=== Begin Enclosure ===

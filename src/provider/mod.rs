pub mod datetime;
pub mod error;
pub mod ticket;
pub mod tz;

pub use datetime::{days_of_month, DateFormat};
pub use error::{Error, ErrorKind, Result};
pub use ticket::{decode_tickets, load_tickets, EventRecord};
pub use tz::Tz;
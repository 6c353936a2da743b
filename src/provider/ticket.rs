use serde::{Deserialize, Serialize};
use serde_json::Value;
use std::fs;
use std::path::Path;

use super::error::*;

/// A ticket as returned by the ticket endpoint.
#[derive(Serialize, Deserialize, Clone, Debug, PartialEq, Eq)]
#[serde(rename_all = "camelCase")]
pub struct EventRecord {
    pub id: i64,
    pub event_date: String,
    #[serde(default)]
    pub title: String,
    #[serde(default)]
    pub subtitle: String,
    #[serde(default)]
    pub location: String,
    #[serde(default)]
    pub date_range_label: String,
    #[serde(default)]
    pub image_url: String,
    #[serde(default, alias = "isPurchased", alias = "purchased")]
    pub is_eligible: bool,
}

impl EventRecord {
    pub fn new(id: i64, event_date: &str) -> Self {
        EventRecord {
            id,
            event_date: event_date.to_owned(),
            title: String::new(),
            subtitle: String::new(),
            location: String::new(),
            date_range_label: String::new(),
            image_url: String::new(),
            is_eligible: true,
        }
    }

    pub fn with_title(mut self, title: &str) -> Self {
        self.title = title.to_owned();
        self
    }

    pub fn eligible(mut self, is_eligible: bool) -> Self {
        self.is_eligible = is_eligible;
        self
    }
}

#[derive(Deserialize)]
struct TicketResponse {
    data: Vec<Value>,
}

/// Decodes the `{"data": [...]}` payload of the ticket endpoint.
///
/// Entries that do not decode as an [`EventRecord`] are skipped.
pub fn decode_tickets(json: &str) -> Result<Vec<EventRecord>> {
    let response: TicketResponse = serde_json::from_str(json)?;

    let records = response
        .data
        .into_iter()
        .enumerate()
        .map(|(idx, value)| {
            serde_json::from_value::<EventRecord>(value).map_err(|err| {
                Error::new(
                    ErrorKind::TicketParse,
                    &format!("Skipping ticket entry {}: {}", idx, err),
                )
            })
        })
        .inspect(|res| {
            if let Err(err) = res {
                log::warn!("{}", err)
            }
        })
        .filter_map(Result::ok)
        .collect::<Vec<_>>();

    log::debug!("Decoded {} ticket(s)", records.len());

    Ok(records)
}

pub fn load_tickets(path: &Path) -> Result<Vec<EventRecord>> {
    let content = fs::read_to_string(path).map_err(|err| {
        Error::from(err)
            .with_msg(&format!("Could not read tickets from '{}'", path.display()))
    })?;

    decode_tickets(&content)
}
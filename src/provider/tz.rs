use chrono::{DateTime, FixedOffset, NaiveDate, Utc};
use serde_with::DeserializeFromStr;
use std::fmt::Display;
use std::str::FromStr;

use super::error::*;

/// Reference time zone in which event timestamps are reduced to calendar days.
#[derive(Clone, Copy, Debug, Default, DeserializeFromStr, PartialEq)]
pub enum Tz {
    #[default]
    Local,
    Iana(chrono_tz::Tz),
}

impl Tz {
    const LOCAL_ID: &'static str = "Localtime";

    pub fn utc() -> Self {
        Self::Iana(chrono_tz::UTC)
    }

    pub fn id(&self) -> &str {
        match self {
            Tz::Local => Self::LOCAL_ID,
            Tz::Iana(tz) => tz.name(),
        }
    }

    /// Calendar day of `dt` as seen from this zone.
    pub fn date_of(&self, dt: &DateTime<FixedOffset>) -> NaiveDate {
        match self {
            Tz::Local => dt.with_timezone(&chrono::Local).date_naive(),
            Tz::Iana(tz) => dt.with_timezone(tz).date_naive(),
        }
    }

    pub fn today(&self) -> NaiveDate {
        match self {
            Tz::Local => chrono::Local::now().date_naive(),
            Tz::Iana(tz) => Utc::now().with_timezone(tz).date_naive(),
        }
    }
}

impl Display for Tz {
    fn fmt(&self, f: &mut std::fmt::Formatter<'_>) -> std::fmt::Result {
        write!(f, "{}", self.id())
    }
}

impl FromStr for Tz {
    type Err = Error;
    fn from_str(s: &str) -> std::result::Result<Self, Self::Err> {
        let lowercase = s.to_lowercase();

        if matches!(lowercase.as_str(), "localtime" | "local") {
            Ok(Tz::Local)
        } else if let Ok(tz) = s.parse::<chrono_tz::Tz>() {
            Ok(Tz::Iana(tz))
        } else {
            Err(Error::new(
                ErrorKind::ParseError,
                &format!("Timezone '{}' not recognized", s),
            ))
        }
    }
}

=== End Enclosure ===

• Task instructions
Go through the listing above and copy each line where the string "lowercase" appears.

• Output
        let lowercase = s.to_lowercase();
        if matches!(lowercase.as_str(), "localtime" | "local") {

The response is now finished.